Saturday, April 16

to my ah gong:

i'm scared he'll die.

i'm not particularly close to him but i love his presence. the way he confusedly waves at me when i wave at him even though i'm standing 3 feet away. i don't know what he says to me because he speaks hokkien but it's usually, "come eat the orange/apple/starfruit/pineapple, it's sweet." i regret those times i tell him i don't want to because i'm full. i should've eaten them all.

he loves my brother not only because he's the pride and joy of the family, but also because when he asks my brother for a diagnosis, my brother says it's okay to drink cognac everyday within reasonable limits.

according to my brother, after his diagnosis, even though he's only a first-year med student, he could tell that ah gong was in serious condition. his ankles were already swollen with water. that was less than 2 months ago. now his heart is swollen with water.

ah gong, i'm sorry for all the times i roll my eyes whenever you call me "PUI BOOOOOOON". i'm sorry for all the times i give you mild heart attacks by poking my head over your window and hollering, "AH GONG! WA DAU KIAH LIAU!"

please don't leave us. i want to say "ah gong jiak peng!" at dinnertime. i want to hear you call me "PUI BOOOOOOOON" again and call my brother "AH-KAAAAANG".

and tell us to eat your fruit.

Monday, March 14

why don't you pick my nose and eat the shit you find in it?

the monkeys have returned home.

i ate something bad for lunch.

Thursday, March 10

i'm just, blah.

nothing goes on with my life. no mind-blowing, earth-shattering news.

it's a good thing.

but as bland as the porridge you buy from the chicken rice stall.

but i prefer porridge to stingray curry.

by far. by far.

Sunday, March 6

new project: Peace of Tilsit

fell off a stool! i could actually fall off a stool, in the middle of recording!

next time i should just sit on the floor.

i can't fall off the floor.

can i?

Thursday, March 3

i swear to god.

one day i am going to marry a farmer with big paddy fields.

it wouldn't hurt if he was rich and good-looking.

but he MUST have paddy fields.

and 30 buffalos.

Wednesday, March 2

my new moisturizer smells so good i have to blog about it.

drama's over and i can finally purge myself of iras.

iras is dead. whoo-hoo!

Thursday, February 17

if you see me walking along the corridors, do not stop to speak to me.

i bite.

especially if you are a certain fat, ugly and untalented female sloth with a high-pitched voice and panty-lines showing through an overly-tight skirt.

the rest of you, ignore me. i am a shadow. i am not your stepping stone to school politics.

if i ever was in school politics, i am the vote-shirker.

Wednesday, February 16

i hate the world today.

always plastering fake smiles and screeching falsetto laughter.

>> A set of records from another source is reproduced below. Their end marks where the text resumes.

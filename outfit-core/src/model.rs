use serde::{Deserialize, Serialize};

#[derive(Debug, Clone, Copy, PartialEq, Serialize, Deserialize)]
pub struct Coordinates {
    pub lat: f64,
    pub lon: f64,
}

impl Coordinates {
    pub fn new(lat: f64, lon: f64) -> Self {
        Self { lat, lon }
    }
}

/// Normalized current weather, shaped for the prompt and the JSON response.
#[derive(Debug, Clone, PartialEq, Serialize, Deserialize)]
pub struct WeatherContext {
    #[serde(rename = "temp")]
    pub temperature: i64,
    #[serde(default, skip_serializing_if = "Option::is_none")]
    pub feels_like: Option<i64>,
    pub humidity: i64,
    #[serde(rename = "wind")]
    pub wind_speed_kmh: i64,
    pub condition: String,
}

impl Default for WeatherContext {
    /// Used whenever the weather service cannot be reached or understood.
    fn default() -> Self {
        Self {
            temperature: 25,
            feels_like: None,
            humidity: 50,
            wind_speed_kmh: 5,
            condition: "Unknown".to_string(),
        }
    }
}

/// One autocomplete entry.
#[derive(Debug, Clone, PartialEq, Serialize, Deserialize)]
pub struct Suggestion {
    pub label: String,
    pub lat: f64,
    pub lon: f64,
}

#[derive(Debug, Clone, Serialize, Deserialize)]
pub struct RecommendationRequest {
    #[serde(default = "unknown_city")]
    pub city: String,
    pub lat: f64,
    pub lon: f64,
}

fn unknown_city() -> String {
    "unknown".to_string()
}

impl RecommendationRequest {
    pub fn coordinates(&self) -> Coordinates {
        Coordinates::new(self.lat, self.lon)
    }

    pub fn cache_key(&self) -> String {
        format!("rec_{}_{}_{}", self.city, self.lat, self.lon)
    }
}

#[derive(Debug, Clone, PartialEq, Serialize, Deserialize)]
pub struct RecommendationResult {
    pub weather: WeatherContext,
    /// JSON text of the outfit payload, exactly as produced (or the fallback).
    pub agent_response: String,
}

/// Typed view of the payload the model is asked to return.
///
/// Every field defaults so that partial output still parses.
#[derive(Debug, Clone, Default, PartialEq, Serialize, Deserialize)]
#[serde(default)]
pub struct OutfitPayload {
    pub headline: String,
    pub reasoning: String,
    pub outfit_top: String,
    pub outfit_bottom: String,
    pub shoes: String,
    pub accessories: Vec<String>,
}

impl OutfitPayload {
    /// The payload served when no model produced anything usable.
    pub fn fallback() -> Self {
        Self {
            headline: "Classic Style".to_string(),
            reasoning: "Offline Mode: AI connection unavailable.".to_string(),
            outfit_top: "Cotton T-Shirt".to_string(),
            outfit_bottom: "Comfortable Jeans".to_string(),
            shoes: "Sneakers".to_string(),
            accessories: vec!["Watch".to_string(), "Sunglasses".to_string()],
        }
    }

    /// Parses model text; `None` unless it is a JSON object.
    pub fn parse(text: &str) -> Option<Self> {
        let value: serde_json::Value = serde_json::from_str(text).ok()?;
        if !value.is_object() {
            return None;
        }
        serde_json::from_value(value).ok()
    }

    pub fn to_json(&self) -> String {
        // Plain strings and a Vec<String> cannot fail to serialize.
        serde_json::to_string(self).unwrap_or_default()
    }
}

showed my true temper today, but only for like 15 seconds. if only i could turn back time and prolong it. draw some blood. taste the fear and shock of the onlookers.

you can laugh, bitch. you can laugh behind my back, then tell me all about it. thank your fucking stars that i have remarkable self-contraint. remarkable initiative and tact. or else you would have scars on that disgusting ill-harmonised visage of yours.

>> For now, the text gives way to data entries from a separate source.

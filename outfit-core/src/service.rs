use std::{sync::Arc, time::Duration};

use crate::{
    cache::TtlCache,
    config::Config,
    generate::GeminiClient,
    geocode::Geocoder,
    http::build_client,
    model::{RecommendationRequest, RecommendationResult, Suggestion},
    provider::{ProviderId, WeatherProvider, weather_or_default, weather_provider_from_config},
    recommend::Recommender,
};

/// Everything a request handler needs, built once and shared.
#[derive(Debug)]
pub struct OutfitService {
    weather: Arc<dyn WeatherProvider>,
    geocoder: Geocoder,
    recommender: Recommender,
    recommendations: Option<TtlCache<RecommendationResult>>,
    suggestions: Option<TtlCache<Vec<Suggestion>>>,
}

impl OutfitService {
    /// A service with no caching.
    pub fn new(
        weather: Arc<dyn WeatherProvider>,
        geocoder: Geocoder,
        recommender: Recommender,
    ) -> Self {
        Self {
            weather,
            geocoder,
            recommender,
            recommendations: None,
            suggestions: None,
        }
    }

    pub fn with_recommendation_cache(mut self, ttl: Duration, max_entries: usize) -> Self {
        self.recommendations = Some(TtlCache::new(ttl).with_max_entries(max_entries));
        self
    }

    pub fn with_autocomplete_cache(mut self, ttl: Duration, max_entries: usize) -> Self {
        self.suggestions = Some(TtlCache::new(ttl).with_max_entries(max_entries));
        self
    }

    pub fn from_config(config: &Config) -> anyhow::Result<Self> {
        let http = build_client(&config.http)?;

        let weather: Arc<dyn WeatherProvider> =
            weather_provider_from_config(config, http.clone())?.into();

        let geocoder = Geocoder::new(http.clone())
            .with_base_url(&config.endpoints.geocoding)
            .with_timeout(Duration::from_secs(config.http.geocode_timeout_secs));

        let gemini_key = config.provider_api_key(ProviderId::Gemini).map(str::to_owned);
        if gemini_key.is_none() {
            tracing::warn!(
                "No Gemini API key configured; every recommendation will be the fallback outfit. \
                 Hint: set {}.",
                ProviderId::Gemini.env_var()
            );
        }
        let gemini = GeminiClient::new(http, gemini_key)
            .with_base_url(&config.endpoints.gemini)
            .with_timeout(Duration::from_secs(config.http.generate_timeout_secs));
        let recommender = Recommender::new(Arc::new(gemini), config.retry.clone())
            .with_strict_payload(config.strict_payload);

        let cache = &config.cache;
        let mut service = Self::new(weather, geocoder, recommender);
        if cache.recommendations {
            service = service.with_recommendation_cache(
                Duration::from_secs(cache.recommendation_ttl_secs),
                cache.max_entries,
            );
        }
        if cache.autocomplete {
            service = service.with_autocomplete_cache(
                Duration::from_secs(cache.autocomplete_ttl_secs),
                cache.max_entries,
            );
        }
        Ok(service)
    }

    /// Evicts expired cache entries, returning how many were dropped.
    pub fn purge_caches(&self) -> usize {
        let recommendations = self
            .recommendations
            .as_ref()
            .map_or(0, TtlCache::purge_expired);
        let suggestions = self.suggestions.as_ref().map_or(0, TtlCache::purge_expired);
        recommendations + suggestions
    }

    /// City suggestions for `query`; never fails.
    pub async fn autocomplete(&self, query: &str) -> Vec<Suggestion> {
        if !Geocoder::accepts(query) {
            return Vec::new();
        }

        let key = format!("ac_{query}");
        if let Some(hit) = self.suggestions.as_ref().and_then(|c| c.get(&key)) {
            tracing::debug!(query, "Serving suggestions from cache");
            return hit;
        }

        let suggestions = self.geocoder.suggest(query).await;
        if let Some(cache) = &self.suggestions {
            if !suggestions.is_empty() {
                cache.insert(key, suggestions.clone());
            }
        }
        suggestions
    }

    /// Weather plus an outfit for the request; never fails.
    ///
    /// Only model-generated outfits are cached, so a fallback is retried next time.
    pub async fn recommend(&self, request: &RecommendationRequest) -> RecommendationResult {
        let key = request.cache_key();
        if let Some(hit) = self.recommendations.as_ref().and_then(|c| c.get(&key)) {
            tracing::info!(city = %request.city, "Serving recommendation from cache");
            return hit;
        }

        tracing::info!(
            city = %request.city,
            lat = request.lat,
            lon = request.lon,
            "New recommendation request"
        );

        let weather = weather_or_default(self.weather.as_ref(), request.coordinates()).await;
        let recommendation = self.recommender.recommend(&weather).await;
        let generated = recommendation.is_generated();

        let result = RecommendationResult {
            weather,
            agent_response: recommendation.into_payload_text(),
        };

        if generated {
            if let Some(cache) = &self.recommendations {
                cache.insert(key, result.clone());
            }
        }
        result
    }
}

if what you're doing is just to make me jealous, you're doing it the wrong way. you're only making me despise you and hate myself for thinking of you with false glories.

i have paid with time and dignity. it's time for you to pay me back.

Monday, February 14

Put on my pjs and hop into bed
I'm half alive but I feel mostly dead
I try and tell myself it'll be all right
I just shouldn't think anymore tonight 'cause
Dreams last so long
Even after you're gone
I know you love me
And soon I know you will see
You were meant for me
And I was meant for you

- jewel, "you were meant for me"

Saturday, February 12

is this love or food poisoning?

Sunday, February 6

sometimes the very thing you're looking for
is the one thing you can't see

and now we're standing face-to-face
isn't this world a crazy place?
just when i thought our chance had passed
you go and save the best for last


- vanessa williams, "save the best for last"

these lines apply to my love life right now.

i am pathetic and juvenile.

Thursday, February 3

oh well i'll feel like such a bad drama club member (and i'm in ex-co) if i don't do this, but yeah.

yjc is putting up a performance. shakespeare's antony and cleo. feb 25 - 27 2005. 7 pm @ yjc auditorium. tickets going at $5 each.

now i feel virtuous.

Monday, January 31

i'm sick of this existence. i'm sick of this life. everywhere i am surrounded and confronted with mediocrity. i am mediocre. i am incompetent. i can never do this right. i can never score higher than 70% in my tests and essays. i dont have any looks to console myself. i dont have any brains to insult others.

but i'm glad i still have my trusty friends and teddy bear.

Monday, January 24

i know i shouldn't be mad or throw a hissy fit, but i feel kinda hurt that you guys left me out.

but why should i feel hurt when i never really was part of your group anyway?

who cares. i have better things to do.